運動康復已被證明是治療慢性心力衰竭的一種安全有效的方法。然而,在運動康復治療中需要注意的是,患者的鍛煉強度不能過大,以免造成不良反應[12]。因此,了解個體代謝當量的情況非常重要,可以幫助指導患者的運動干預強度和措施。代謝當量是靜息代謝消耗率的倍數,是衡量不同運動強度和類型的通用指標,它反映了體循環和肌肉代謝的程度,并可以用于評估不同運動強度的適宜性[13]。不同程度的運動所需要的代謝當量也不同,因此對于慢性心力衰竭患者的運動康復方案,代謝當量的選擇至關重要[14]。研究顯示[15],慢性心力衰竭患者的鍛煉能夠提高心肺功能,改善體力活動水平,減少住院次數,并且可以改善心理和社交功能。然而,如果運動強度太低,可能無法得到足夠的益處;如果運動強度太高,可能引起不適甚至危險。因此,根據患者的身體狀況,選擇合適的代謝當量非常重要。

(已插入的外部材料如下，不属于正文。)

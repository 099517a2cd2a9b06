//! Standalone SVG export of the session's spans.
//!
//! Each span becomes a `<g>` carrying its transform, holding the baseline
//! `<path>` and a `<text>`/`<textPath>` pair that lays the transcription along
//! it. Path data is written by [`crate::path::format_path`], so it parses back
//! with [`crate::path::parse_path`].

#[cfg(test)]
#[path = "export_test.rs"]
mod export_test;

use crate::path::format_path;
use crate::store::{Span, SpanStore};

/// Render every span in draw order as an SVG document of `width` × `height`,
/// optionally over the page image at `href`.
#[must_use]
pub fn to_svg(store: &SpanStore, width: f64, height: f64, href: Option<&str>) -> String {
    let mut out = String::new();
    out.push_str(&format!(
        "<svg xmlns=\"http://www.w3.org/2000/svg\" width=\"{width}\" height=\"{height}\" viewBox=\"0 0 {width} {height}\">\n"
    ));
    if let Some(href) = href {
        out.push_str(&format!("  <image href=\"{}\" x=\"0\" y=\"0\" width=\"{width}\" height=\"{height}\"/>\n", escape(href)));
    }
    for span in store.sorted_spans() {
        push_span(&mut out, span);
    }
    out.push_str("</svg>\n");
    out
}

fn push_span(out: &mut String, span: &Span) {
    let script = span.script();
    let path_id = format!("span-{}", span.id);
    out.push_str(&format!("  <g transform=\"{}\">\n", span.transform.to_svg()));
    out.push_str(&format!("    <path id=\"{path_id}\" d=\"{}\" fill=\"none\"/>\n", format_path(&span.path)));
    out.push_str(&format!(
        "    <text textLength=\"{}\" lengthAdjust=\"spacingAndGlyphs\" direction=\"{}\" dominant-baseline=\"{}\" style=\"font: {}\">",
        span.text_length,
        script.direction.as_str(),
        script.baseline.as_str(),
        escape(&span.font),
    ));
    out.push_str(&format!(
        "<textPath href=\"#{path_id}\" lang=\"{}\">{}</textPath></text>\n",
        escape(&span.lang),
        escape(&span.text)
    ));
    out.push_str("  </g>\n");
}

/// Escape text for use in XML character data and double-quoted attributes.
#[must_use]
pub fn escape(text: &str) -> String {
    let mut out = String::with_capacity(text.len());
    for c in text.chars() {
        match c {
            '&' => out.push_str("&amp;"),
            '<' => out.push_str("&lt;"),
            '>' => out.push_str("&gt;"),
            '"' => out.push_str("&quot;"),
            '\'' => out.push_str("&apos;"),
            _ => out.push(c),
        }
    }
    out
}
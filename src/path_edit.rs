//! Path edit controller: control-point handles for the single selected span.
//!
//! Handles are stored as (command, point) indices into the span's path, so a
//! drag can only move coordinates; the command list itself never changes shape.

#[cfg(test)]
#[path = "path_edit_test.rs"]
mod path_edit_test;

use crate::error::EditorError;
use crate::geom::{Affine, Point};
use crate::store::{SpanId, SpanStore};

/// One draggable control point, positioned in view space.
#[derive(Debug, Clone, Copy, PartialEq)]
pub struct PathHandle {
    pub command: usize,
    pub point: usize,
    pub position: Point,
}

#[derive(Debug, Clone, Copy)]
struct PointGrab {
    command: usize,
    point: usize,
    last_client: Point,
}

#[derive(Debug, Clone, Default)]
pub struct PathEdit {
    target: Option<SpanId>,
    grab: Option<PointGrab>,
}

impl PathEdit {
    #[must_use]
    pub fn new() -> Self {
        Self::default()
    }

    /// The span whose handles are exposed.
    #[must_use]
    pub fn target(&self) -> Option<SpanId> {
        self.target
    }

    pub fn activate(&mut self, id: SpanId) {
        if self.target != Some(id) {
            self.grab = None;
        }
        self.target = Some(id);
    }

    pub fn deactivate(&mut self) {
        self.target = None;
        self.grab = None;
    }

    #[must_use]
    pub fn is_dragging(&self) -> bool {
        self.grab.is_some()
    }

    /// Handle positions for the active span, in view space.
    #[must_use]
    pub fn handles(&self, store: &SpanStore) -> Vec<PathHandle> {
        let Some(span) = self.target.and_then(|id| store.get(&id)) else {
            return Vec::new();
        };
        span.path
            .commands()
            .iter()
            .enumerate()
            .flat_map(|(command, cmd)| {
                cmd.points.iter().enumerate().map(move |(point, p)| PathHandle {
                    command,
                    point,
                    position: span.transform.apply(*p),
                })
            })
            .collect()
    }

    /// Grab control point (`command`, `point`) at `client`. Returns false when no
    /// span is active or the point does not exist.
    pub fn begin_drag(&mut self, store: &SpanStore, command: usize, point: usize, client: Point) -> bool {
        let exists = self.target.and_then(|id| store.get(&id)).and_then(|span| span.path.point(command, point)).is_some();
        if exists {
            self.grab = Some(PointGrab { command, point, last_client: client });
        }
        exists
    }

    /// Move the grabbed point by the client-space pointer delta. Returns the
    /// edited span.
    ///
    /// The delta goes through the inverse of the view → client transform first,
    /// then through the inverse of the span's own transform.
    ///
    /// # Errors
    ///
    /// Returns [`EditorError::SingularTransform`] if either transform cannot be
    /// inverted and [`EditorError::MalformedPath`] if the new coordinate is
    /// rejected. The path is unchanged in both cases.
    pub fn drag_to(&mut self, store: &mut SpanStore, client: Point, view_to_client: &Affine) -> Result<Option<SpanId>, EditorError> {
        let (Some(id), Some(grab)) = (self.target, self.grab.as_mut()) else {
            return Ok(None);
        };
        let Some(span) = store.get_mut(&id) else {
            return Ok(None);
        };
        let view_delta = view_to_client.invert()?.apply_vector(client.sub(grab.last_client));
        let local_delta = span.transform.invert()?.apply_vector(view_delta);
        let Some(current) = span.path.point(grab.command, grab.point) else {
            return Err(missing_point(grab.command, grab.point));
        };
        if !span.path.set_point(grab.command, grab.point, current.add(local_delta)) {
            return Err(EditorError::MalformedPath {
                token: format!("{},{}", current.x + local_delta.x, current.y + local_delta.y),
                reason: "coordinate is not finite".into(),
            });
        }
        grab.last_client = client;
        span.default_path = false;
        span.sync_text_length();
        Ok(Some(id))
    }

    /// Release the grabbed point. Returns whether one was held.
    pub fn end_drag(&mut self) -> bool {
        self.grab.take().is_some()
    }
}

fn missing_point(command: usize, point: usize) -> EditorError {
    EditorError::MalformedPath { token: format!("#{command}.{point}"), reason: "no such control point".into() }
}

本研究結果顯示,干預后觀察組患者LVEF水平均高于對照組,LVEFD和LVEDD水平低于對照組,提示基于代謝當量的運動康復干預模式可提高慢性心力衰竭患者心功能;干預后觀察組患者心理、運動和健康責任評分高于對照組,提示經過基于代謝當量的運動康復干預,患者健康行為明顯改善。干預后觀察組患者IgG和IgA水平低于對照組,IgM水平高于對照組,提示基于代謝當量的運動康復干預模式可提高慢性心力衰竭患者免疫功能。AngⅡ水平可反映患者內皮細胞損傷程度和心力衰竭嚴重程度;Hcy可通過抑制一氧化氮合成酶,調節凝血酶活性,進一步損傷血管內皮功能;LA水平可反映機體器官氧供求關系;BNP水平和心肌壞死數量存在相關,可直接反映患者心衰程度。干預后觀察組患者AngⅡ,Hcy,LA和BNP水平明顯低于對照組,提示基于代謝當量的運動康復干預可調節患者體液因子水平,在一定程度上對患者血管內皮功能起到改善作用,與陳麗萍等[16]研究具有一致性。
本研究選取樣本較少,且全為我院慢性心力衰竭患者,加之患者自身病情差異,對干預措施耐受程度不同等因素,且未進行更長期隨訪研究,可能產生一定偏倚,有待多中心、大樣本實驗證實。